* **Directions for this task**
Where the word "example" shows up in the entries below, please copy the whole line.

------------------------

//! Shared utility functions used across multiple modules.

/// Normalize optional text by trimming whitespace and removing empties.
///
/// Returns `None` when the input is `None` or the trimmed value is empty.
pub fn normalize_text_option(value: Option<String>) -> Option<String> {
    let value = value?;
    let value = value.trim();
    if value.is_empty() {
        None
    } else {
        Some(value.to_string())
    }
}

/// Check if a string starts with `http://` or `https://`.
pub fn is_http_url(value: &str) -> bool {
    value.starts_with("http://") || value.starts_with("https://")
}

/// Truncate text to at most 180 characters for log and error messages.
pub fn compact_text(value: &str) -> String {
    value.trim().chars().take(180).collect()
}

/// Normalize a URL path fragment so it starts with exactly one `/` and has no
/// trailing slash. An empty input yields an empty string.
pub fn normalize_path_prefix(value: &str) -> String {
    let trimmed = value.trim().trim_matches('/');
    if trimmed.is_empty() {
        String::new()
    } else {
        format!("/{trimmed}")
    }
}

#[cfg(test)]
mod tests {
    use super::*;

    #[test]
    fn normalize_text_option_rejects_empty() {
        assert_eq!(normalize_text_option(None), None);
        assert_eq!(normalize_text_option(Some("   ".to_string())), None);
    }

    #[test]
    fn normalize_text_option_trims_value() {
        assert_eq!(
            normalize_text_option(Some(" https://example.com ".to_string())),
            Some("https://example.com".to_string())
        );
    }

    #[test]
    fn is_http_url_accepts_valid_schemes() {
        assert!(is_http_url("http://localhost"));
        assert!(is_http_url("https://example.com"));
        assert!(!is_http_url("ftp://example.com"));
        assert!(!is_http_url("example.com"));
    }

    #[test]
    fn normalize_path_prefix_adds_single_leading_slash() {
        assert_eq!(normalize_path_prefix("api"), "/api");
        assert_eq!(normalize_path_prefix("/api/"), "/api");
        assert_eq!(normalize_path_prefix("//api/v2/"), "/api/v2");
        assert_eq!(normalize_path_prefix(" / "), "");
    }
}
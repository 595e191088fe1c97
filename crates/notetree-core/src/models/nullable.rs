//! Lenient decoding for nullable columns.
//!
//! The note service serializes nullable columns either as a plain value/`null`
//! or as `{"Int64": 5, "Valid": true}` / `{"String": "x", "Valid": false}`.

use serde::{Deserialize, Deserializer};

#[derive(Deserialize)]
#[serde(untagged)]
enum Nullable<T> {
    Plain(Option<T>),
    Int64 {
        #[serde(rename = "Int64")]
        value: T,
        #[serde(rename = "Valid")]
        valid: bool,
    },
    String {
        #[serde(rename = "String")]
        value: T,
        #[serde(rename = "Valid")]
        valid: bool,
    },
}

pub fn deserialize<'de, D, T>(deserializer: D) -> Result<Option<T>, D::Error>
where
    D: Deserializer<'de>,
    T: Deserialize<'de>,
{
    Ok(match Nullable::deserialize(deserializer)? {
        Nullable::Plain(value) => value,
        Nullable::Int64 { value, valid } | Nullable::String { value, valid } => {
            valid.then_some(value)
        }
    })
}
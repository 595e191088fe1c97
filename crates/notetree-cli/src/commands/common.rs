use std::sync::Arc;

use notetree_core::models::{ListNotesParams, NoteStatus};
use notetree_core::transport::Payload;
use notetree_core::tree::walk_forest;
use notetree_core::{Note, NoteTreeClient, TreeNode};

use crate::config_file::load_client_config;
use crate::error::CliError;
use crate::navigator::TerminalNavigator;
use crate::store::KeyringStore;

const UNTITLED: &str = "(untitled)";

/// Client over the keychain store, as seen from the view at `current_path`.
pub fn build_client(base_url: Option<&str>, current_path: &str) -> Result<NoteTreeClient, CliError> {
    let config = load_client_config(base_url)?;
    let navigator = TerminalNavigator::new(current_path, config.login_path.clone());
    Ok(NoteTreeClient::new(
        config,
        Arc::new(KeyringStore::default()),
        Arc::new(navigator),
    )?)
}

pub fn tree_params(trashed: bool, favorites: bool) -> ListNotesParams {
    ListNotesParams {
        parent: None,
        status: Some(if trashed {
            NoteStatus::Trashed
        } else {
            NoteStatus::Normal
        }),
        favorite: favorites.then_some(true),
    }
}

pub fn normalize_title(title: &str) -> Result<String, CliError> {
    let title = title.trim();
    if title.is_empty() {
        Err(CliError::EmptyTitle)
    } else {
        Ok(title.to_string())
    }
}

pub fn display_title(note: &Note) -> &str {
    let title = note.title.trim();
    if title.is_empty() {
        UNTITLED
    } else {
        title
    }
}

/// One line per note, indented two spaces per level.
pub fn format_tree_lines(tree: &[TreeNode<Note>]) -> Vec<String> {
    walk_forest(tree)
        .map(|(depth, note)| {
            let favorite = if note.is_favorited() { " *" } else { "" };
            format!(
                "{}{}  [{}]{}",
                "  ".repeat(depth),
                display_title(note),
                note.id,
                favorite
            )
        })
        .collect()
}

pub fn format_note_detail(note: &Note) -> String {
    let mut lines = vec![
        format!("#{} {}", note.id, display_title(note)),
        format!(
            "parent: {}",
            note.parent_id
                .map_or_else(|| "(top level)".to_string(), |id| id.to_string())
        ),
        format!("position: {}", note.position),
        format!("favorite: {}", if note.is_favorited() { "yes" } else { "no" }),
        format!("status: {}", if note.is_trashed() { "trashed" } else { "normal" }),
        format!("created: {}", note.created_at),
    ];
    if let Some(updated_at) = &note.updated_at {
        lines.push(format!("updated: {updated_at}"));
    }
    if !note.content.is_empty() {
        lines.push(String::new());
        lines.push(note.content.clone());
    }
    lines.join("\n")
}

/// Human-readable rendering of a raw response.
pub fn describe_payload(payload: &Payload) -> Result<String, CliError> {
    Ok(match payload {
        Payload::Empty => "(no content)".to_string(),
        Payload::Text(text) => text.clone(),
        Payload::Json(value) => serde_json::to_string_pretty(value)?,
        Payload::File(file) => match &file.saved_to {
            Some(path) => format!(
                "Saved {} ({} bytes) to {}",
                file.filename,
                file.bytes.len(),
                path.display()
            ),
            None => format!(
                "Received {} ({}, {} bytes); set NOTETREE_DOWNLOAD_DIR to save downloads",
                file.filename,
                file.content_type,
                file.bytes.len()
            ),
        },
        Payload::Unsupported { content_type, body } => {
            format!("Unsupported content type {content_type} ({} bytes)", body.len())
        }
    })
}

------------------------

* **Solution**
            normalize_text_option(Some(" https://example.com ".to_string())),
            Some("https://example.com".to_string())
        assert!(is_http_url("https://example.com"));
        assert!(!is_http_url("ftp://example.com"));
        assert!(!is_http_url("example.com"));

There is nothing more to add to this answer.